■ What is being asked:
Read the material below and tally how many lines hold the word "list", giving the number and nothing else.

*** Opening Provided data ***

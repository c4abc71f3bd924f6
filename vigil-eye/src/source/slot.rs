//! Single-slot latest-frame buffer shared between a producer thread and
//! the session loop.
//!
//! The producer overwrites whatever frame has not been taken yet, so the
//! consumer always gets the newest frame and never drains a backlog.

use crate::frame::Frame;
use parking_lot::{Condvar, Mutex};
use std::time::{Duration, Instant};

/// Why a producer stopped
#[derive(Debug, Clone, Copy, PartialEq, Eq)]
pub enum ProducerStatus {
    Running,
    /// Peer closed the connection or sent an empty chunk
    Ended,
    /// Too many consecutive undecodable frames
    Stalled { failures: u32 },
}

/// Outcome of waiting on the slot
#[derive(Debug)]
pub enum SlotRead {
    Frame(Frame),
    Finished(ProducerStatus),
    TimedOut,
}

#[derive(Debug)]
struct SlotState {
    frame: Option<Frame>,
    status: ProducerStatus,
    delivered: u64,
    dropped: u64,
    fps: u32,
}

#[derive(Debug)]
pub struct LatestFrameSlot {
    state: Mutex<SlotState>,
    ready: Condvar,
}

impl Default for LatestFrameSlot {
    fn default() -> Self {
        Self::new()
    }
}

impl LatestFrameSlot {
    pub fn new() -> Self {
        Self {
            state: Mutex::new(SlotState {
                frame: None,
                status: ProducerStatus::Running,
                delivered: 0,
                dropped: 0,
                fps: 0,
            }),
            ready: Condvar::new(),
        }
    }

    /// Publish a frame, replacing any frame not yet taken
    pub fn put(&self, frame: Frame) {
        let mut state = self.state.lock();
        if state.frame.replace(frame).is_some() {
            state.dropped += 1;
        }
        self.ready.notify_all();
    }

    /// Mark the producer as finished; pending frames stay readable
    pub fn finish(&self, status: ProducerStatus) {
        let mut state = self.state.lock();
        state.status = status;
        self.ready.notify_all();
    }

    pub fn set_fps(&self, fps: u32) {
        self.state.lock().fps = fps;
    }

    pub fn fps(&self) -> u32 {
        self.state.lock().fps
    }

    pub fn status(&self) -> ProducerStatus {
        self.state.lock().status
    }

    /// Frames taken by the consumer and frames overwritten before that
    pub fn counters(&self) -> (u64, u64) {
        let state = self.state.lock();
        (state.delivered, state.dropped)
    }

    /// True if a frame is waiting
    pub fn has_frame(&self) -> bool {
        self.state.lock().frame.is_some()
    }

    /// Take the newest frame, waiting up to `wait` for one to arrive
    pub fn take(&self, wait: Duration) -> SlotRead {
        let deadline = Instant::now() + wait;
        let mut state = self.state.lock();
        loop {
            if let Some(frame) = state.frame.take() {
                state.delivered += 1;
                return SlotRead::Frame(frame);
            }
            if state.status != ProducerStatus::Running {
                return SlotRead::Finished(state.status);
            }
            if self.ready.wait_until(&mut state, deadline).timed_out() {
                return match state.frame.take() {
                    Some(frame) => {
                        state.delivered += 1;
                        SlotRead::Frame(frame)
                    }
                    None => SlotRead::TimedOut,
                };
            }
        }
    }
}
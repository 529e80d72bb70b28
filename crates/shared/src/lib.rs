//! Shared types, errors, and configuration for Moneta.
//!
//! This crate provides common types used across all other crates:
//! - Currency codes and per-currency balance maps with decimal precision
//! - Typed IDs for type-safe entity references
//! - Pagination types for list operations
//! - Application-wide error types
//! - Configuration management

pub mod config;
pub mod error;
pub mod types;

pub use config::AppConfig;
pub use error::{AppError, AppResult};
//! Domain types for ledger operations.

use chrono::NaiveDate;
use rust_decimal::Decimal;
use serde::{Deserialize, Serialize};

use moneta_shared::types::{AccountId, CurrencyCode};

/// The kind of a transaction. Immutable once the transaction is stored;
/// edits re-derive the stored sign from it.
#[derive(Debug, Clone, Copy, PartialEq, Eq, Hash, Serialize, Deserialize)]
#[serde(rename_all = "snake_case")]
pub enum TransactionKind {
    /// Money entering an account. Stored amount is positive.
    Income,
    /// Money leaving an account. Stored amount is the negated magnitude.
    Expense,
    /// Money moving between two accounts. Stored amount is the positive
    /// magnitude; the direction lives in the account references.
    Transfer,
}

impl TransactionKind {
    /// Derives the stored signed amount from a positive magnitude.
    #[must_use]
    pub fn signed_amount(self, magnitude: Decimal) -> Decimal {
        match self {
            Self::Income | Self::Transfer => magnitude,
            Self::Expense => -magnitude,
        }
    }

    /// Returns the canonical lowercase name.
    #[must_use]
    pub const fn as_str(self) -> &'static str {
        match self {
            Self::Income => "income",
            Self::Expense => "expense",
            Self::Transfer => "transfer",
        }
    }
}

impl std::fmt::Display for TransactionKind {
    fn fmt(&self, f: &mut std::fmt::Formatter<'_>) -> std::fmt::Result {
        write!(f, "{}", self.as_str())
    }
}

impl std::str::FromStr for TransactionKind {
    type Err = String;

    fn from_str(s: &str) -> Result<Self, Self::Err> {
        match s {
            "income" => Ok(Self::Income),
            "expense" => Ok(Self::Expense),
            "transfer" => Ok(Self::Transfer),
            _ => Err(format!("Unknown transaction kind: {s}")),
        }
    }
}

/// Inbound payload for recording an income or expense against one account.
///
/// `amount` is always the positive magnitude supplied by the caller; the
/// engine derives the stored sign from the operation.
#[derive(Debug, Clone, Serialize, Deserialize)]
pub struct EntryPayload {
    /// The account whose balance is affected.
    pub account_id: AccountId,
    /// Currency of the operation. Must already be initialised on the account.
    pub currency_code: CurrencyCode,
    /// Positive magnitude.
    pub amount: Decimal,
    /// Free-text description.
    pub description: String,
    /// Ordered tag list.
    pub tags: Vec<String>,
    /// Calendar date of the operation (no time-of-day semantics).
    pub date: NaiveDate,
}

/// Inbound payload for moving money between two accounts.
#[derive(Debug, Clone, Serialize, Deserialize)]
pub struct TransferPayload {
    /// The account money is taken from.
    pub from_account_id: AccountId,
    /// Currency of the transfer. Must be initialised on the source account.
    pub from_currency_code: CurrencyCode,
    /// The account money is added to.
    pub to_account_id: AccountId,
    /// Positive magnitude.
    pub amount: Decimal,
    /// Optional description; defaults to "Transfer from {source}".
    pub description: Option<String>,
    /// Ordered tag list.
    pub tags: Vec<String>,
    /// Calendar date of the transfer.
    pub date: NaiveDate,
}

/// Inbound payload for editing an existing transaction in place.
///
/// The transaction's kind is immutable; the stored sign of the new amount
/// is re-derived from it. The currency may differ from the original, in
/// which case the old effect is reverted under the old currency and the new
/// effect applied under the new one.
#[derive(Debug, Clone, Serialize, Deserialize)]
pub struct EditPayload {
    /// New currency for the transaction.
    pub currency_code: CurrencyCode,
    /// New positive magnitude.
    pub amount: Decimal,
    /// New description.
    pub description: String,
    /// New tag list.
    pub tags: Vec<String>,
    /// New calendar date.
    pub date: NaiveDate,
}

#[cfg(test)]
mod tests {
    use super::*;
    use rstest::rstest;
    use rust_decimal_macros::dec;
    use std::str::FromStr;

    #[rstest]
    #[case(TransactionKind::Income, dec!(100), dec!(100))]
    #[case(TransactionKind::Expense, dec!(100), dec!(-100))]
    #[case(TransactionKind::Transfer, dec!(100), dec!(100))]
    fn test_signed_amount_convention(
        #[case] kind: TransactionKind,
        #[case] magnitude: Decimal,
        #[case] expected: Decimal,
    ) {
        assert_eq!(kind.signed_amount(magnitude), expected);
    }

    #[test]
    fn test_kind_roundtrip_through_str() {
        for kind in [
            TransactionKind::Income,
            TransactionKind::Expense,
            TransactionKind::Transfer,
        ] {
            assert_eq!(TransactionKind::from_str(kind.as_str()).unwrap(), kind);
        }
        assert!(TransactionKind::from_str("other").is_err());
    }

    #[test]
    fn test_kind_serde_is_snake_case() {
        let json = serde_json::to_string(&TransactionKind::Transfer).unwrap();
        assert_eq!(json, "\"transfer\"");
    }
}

*** Closing Provided data ***

■ Finished task:
4